* **What to work on**:
Every entry must be output exactly as it is written.

* **Listed entries**:
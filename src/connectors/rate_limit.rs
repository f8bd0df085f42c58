//! Per-Binding Request Pacing
//! Each binding carries a requests-per-minute allowance; the connector
//! layer enforces it before every outbound call.

use std::collections::VecDeque;
use std::time::Duration;

use parking_lot::Mutex;
use tokio::time::{sleep, Instant};
use tracing::debug;

use crate::error::{GatewayError, Result};

/// Sliding-window pacer. `acquire` sleeps until the window rolls;
/// `try_acquire` fails fast with `RateLimited` for venues whose policy is
/// to reject rather than queue.
pub struct RequestPacer {
    limit: usize,
    window: Duration,
    sent: Mutex<VecDeque<Instant>>,
}

impl RequestPacer {
    pub fn new(requests_per_minute: u32) -> Self {
        Self {
            limit: requests_per_minute.max(1) as usize,
            window: Duration::from_secs(60),
            sent: Mutex::new(VecDeque::new()),
        }
    }

    fn prune(&self, now: Instant) -> usize {
        let mut sent = self.sent.lock();
        while let Some(front) = sent.front() {
            if now.duration_since(*front) >= self.window {
                sent.pop_front();
            } else {
                break;
            }
        }
        sent.len()
    }

    /// Time until a slot frees up, if the window is currently full.
    fn wait_needed(&self, now: Instant) -> Option<Duration> {
        if self.prune(now) < self.limit {
            return None;
        }
        let sent = self.sent.lock();
        sent.front()
            .map(|front| self.window.saturating_sub(now.duration_since(*front)))
    }

    fn record(&self, now: Instant) {
        self.sent.lock().push_back(now);
    }

    /// Sleep until the window admits another request, then record it.
    pub async fn acquire(&self) {
        loop {
            let now = Instant::now();
            match self.wait_needed(now) {
                None => {
                    self.record(now);
                    return;
                }
                Some(wait) => {
                    debug!(wait_ms = wait.as_millis() as u64, "request pacer sleeping");
                    sleep(wait).await;
                }
            }
        }
    }

    /// Record a slot or fail with `RateLimited` carrying the retry-after.
    pub fn try_acquire(&self) -> Result<()> {
        let now = Instant::now();
        match self.wait_needed(now) {
            None => {
                self.record(now);
                Ok(())
            }
            Some(wait) => Err(GatewayError::RateLimited {
                retry_after_secs: wait.as_secs().max(1),
            }),
        }
    }
}

#[cfg(test)]
mod tests {
    use super::*;

    #[tokio::test]
    async fn test_try_acquire_fails_when_window_full() {
        let pacer = RequestPacer::new(3);
        for _ in 0..3 {
            pacer.try_acquire().unwrap();
        }
        match pacer.try_acquire() {
            Err(GatewayError::RateLimited { retry_after_secs }) => {
                assert!(retry_after_secs >= 1);
            }
            other => panic!("expected RateLimited, got {other:?}"),
        }
    }

    #[tokio::test(start_paused = true)]
    async fn test_acquire_sleeps_until_window_rolls() {
        let pacer = RequestPacer::new(2);
        pacer.acquire().await;
        pacer.acquire().await;

        let start = Instant::now();
        // Third acquire must wait for the 60s window to roll. Paused time
        // auto-advances through the sleep.
        pacer.acquire().await;
        assert!(start.elapsed() >= Duration::from_secs(59));
    }
}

* **Exercise answer**:
filename src/connectors/rate_limit.rs
repository f8bd0df085f42c58
//! Per-Binding Request Pacing
//! Each binding carries a requests-per-minute allowance; the connector
//! layer enforces it before every outbound call.

use std::collections::VecDeque;
use std::time::Duration;

use parking_lot::Mutex;
use tokio::time::{sleep, Instant};
use tracing::debug;

use crate::error::{GatewayError, Result};

/// Sliding-window pacer. `acquire` sleeps until the window rolls;
/// `try_acquire` fails fast with `RateLimited` for venues whose policy is
/// to reject rather than queue.
pub struct RequestPacer {
    limit: usize,
    window: Duration,
    sent: Mutex<VecDeque<Instant>>,
}

impl RequestPacer {
    pub fn new(requests_per_minute: u32) -> Self {
        Self {
            limit: requests_per_minute.max(1) as usize,
            window: Duration::from_secs(60),
            sent: Mutex::new(VecDeque::new()),
        }
    }

    fn prune(&self, now: Instant) -> usize {
        let mut sent = self.sent.lock();
        while let Some(front) = sent.front() {
            if now.duration_since(*front) >= self.window {
                sent.pop_front();
            } else {
                break;
            }
        }
        sent.len()
    }

    /// Time until a slot frees up, if the window is currently full.
    fn wait_needed(&self, now: Instant) -> Option<Duration> {
        if self.prune(now) < self.limit {
            return None;
        }
        let sent = self.sent.lock();
        sent.front()
            .map(|front| self.window.saturating_sub(now.duration_since(*front)))
    }

    fn record(&self, now: Instant) {
        self.sent.lock().push_back(now);
    }

    /// Sleep until the window admits another request, then record it.
    pub async fn acquire(&self) {
        loop {
            let now = Instant::now();
            match self.wait_needed(now) {
                None => {
                    self.record(now);
                    return;
                }
                Some(wait) => {
                    debug!(wait_ms = wait.as_millis() as u64, "request pacer sleeping");
                    sleep(wait).await;
                }
            }
        }
    }

    /// Record a slot or fail with `RateLimited` carrying the retry-after.
    pub fn try_acquire(&self) -> Result<()> {
        let now = Instant::now();
        match self.wait_needed(now) {
            None => {
                self.record(now);
                Ok(())
            }
            Some(wait) => Err(GatewayError::RateLimited {
                retry_after_secs: wait.as_secs().max(1),
            }),
        }
    }
}

#[cfg(test)]
mod tests {
    use super::*;

    #[tokio::test]
    async fn test_try_acquire_fails_when_window_full() {
        let pacer = RequestPacer::new(3);
        for _ in 0..3 {
            pacer.try_acquire().unwrap();
        }
        match pacer.try_acquire() {
            Err(GatewayError::RateLimited { retry_after_secs }) => {
                assert!(retry_after_secs >= 1);
            }
            other => panic!("expected RateLimited, got {other:?}"),
        }
    }

    #[tokio::test(start_paused = true)]
    async fn test_acquire_sleeps_until_window_rolls() {
        let pacer = RequestPacer::new(2);
        pacer.acquire().await;
        pacer.acquire().await;

        let start = Instant::now();
        // Third acquire must wait for the 60s window to roll. Paused time
        // auto-advances through the sleep.
        pacer.acquire().await;
        assert!(start.elapsed() >= Duration::from_secs(59));
    }
}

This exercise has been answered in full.